With regard to human embryo development, only 25% of aneuploid embryos reach blastocyst stage compared with 62% of euploid embryos (Rubio et al., 2003
). Interestingly, a low percentage of monosomies are found at blastocyst stage, and an important percentage of trisomic embryos achieve blastocyst stage, which confirms observations in spontaneous abortions (Sandalinas et al., 2001
; Rubio et al., 2003
). Some aneuploid human embryos do reach blastocyst stage, and the transfer of such abnormal embryos to the uterus may be in part responsible for the lack of pregnancy and implantation in some IVF patients. Efforts have been made to find an adequate criterion for selecting the best embryo for transfer, thereby reducing the number of embryos that are transferred without affecting success rates (Alikani et al., 2000
). Thus, a recently introduced parameter in embryo selection is the pronuclear score. This is the assessment of pronuclear zygote morphology and the evaluation of the number and distribution of nucleolar precursor bodies (NPB). Embryo quality has also been correlated with the presence of a clear cortical zone (Payne et al., 1997
). In this respect, one group (Scott and Smith, 1998
) performed pronuclear embryo transfers and found that zygotes with perinuclear condensation were associated with higher implantation rates. In a recent report, these authors found that cytoplasmic halo-negative zygotes displayed slow embryo development, poor morphology and lower blastocyst formation (Scott, 2003
).
Embryos with a good pronuclear score (halo positive + PNs aligned + similar number and polarized NPB) have shown better implantation potential than embryos without this pronuclear pattern, both in retrospective (Payne et al., 1997; Scott and Smith, 1998
) and prospective (Scott and Smith, 1998
; Tesarik and Greco, 1999
; Ludwig et al., 2000
; Scott et al., 2000
; Wittemer et al., 2000
) studies.
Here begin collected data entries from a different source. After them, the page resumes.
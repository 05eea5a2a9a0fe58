// tagsieve/src/logger.rs
//! Logger setup for the CLI. The library only talks to the `log` facade;
//! this is the one place a backend is installed.

use env_logger::{Builder, Env, Target};
use log::LevelFilter;

/// Installs `env_logger` writing to stderr.
///
/// `RUST_LOG` sets the baseline (default `warn`). `level`, when given,
/// overrides it for the tagsieve crates.
pub fn init_logger(level: Option<LevelFilter>) {
    let mut builder = Builder::from_env(Env::default().default_filter_or("warn"));
    if let Some(level) = level {
        builder
            .filter_module("tagsieve", level)
            .filter_module("tagsieve_core", level);
    }
    builder.format_timestamp(None).target(Target::Stderr);

    // A second call (e.g. from tests) keeps the first logger.
    if builder.try_init().is_err() {
        log::debug!("Logger already initialized.");
    }
}

/// Resolves the three logging flags into an override level.
pub fn level_for_flags(quiet: bool, debug: bool, disable_debug: bool) -> Option<LevelFilter> {
    if quiet {
        Some(LevelFilter::Off)
    } else if disable_debug {
        Some(LevelFilter::Info)
    } else if debug {
        Some(LevelFilter::Debug)
    } else {
        None
    }
}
Furthermore, abnormal patterns of pronuclear morphology are correlated to a higher rate of cleavage arrest, as well as lower blastocyst development (Scott and Smith, 1998
; Tesarik and Greco, 1999
; Scott et al., 2000
; Wittemer et al., 2000
; Balaban et al., 2001
; Fisch et al., 2001
; De Placido et al., 2002
; Rienzi et al., 2002
; Zollner et al., 2002
). Current studies have found that zygotes with different pronuclear sizes present a significantly higher incidence of both embryo cleavage arrest and mosaicism in day 3 embryos than do normal zygotes (Munné and Cohen, 1998
; Sadowy et al., 1998
) and lower developmental potential (Scott, 2003
).
Since both the chromosomal status of the embryo (Sandalinas et al., 2001; Rubio et al., 2003
) and pronuclear patterns seem to be related to embryo cleavage ability, a link may exist between the pronuclear score and chromosome constitution of human embryos. Therefore, in the present study the aim was to investigate whether a correlation existed between pronuclear morphology during the zygote stage and chromosome abnormalities in day 3 human embryos. Embryo development up to blastocyst stage was also studied with respect to pronuclear morphology patterns.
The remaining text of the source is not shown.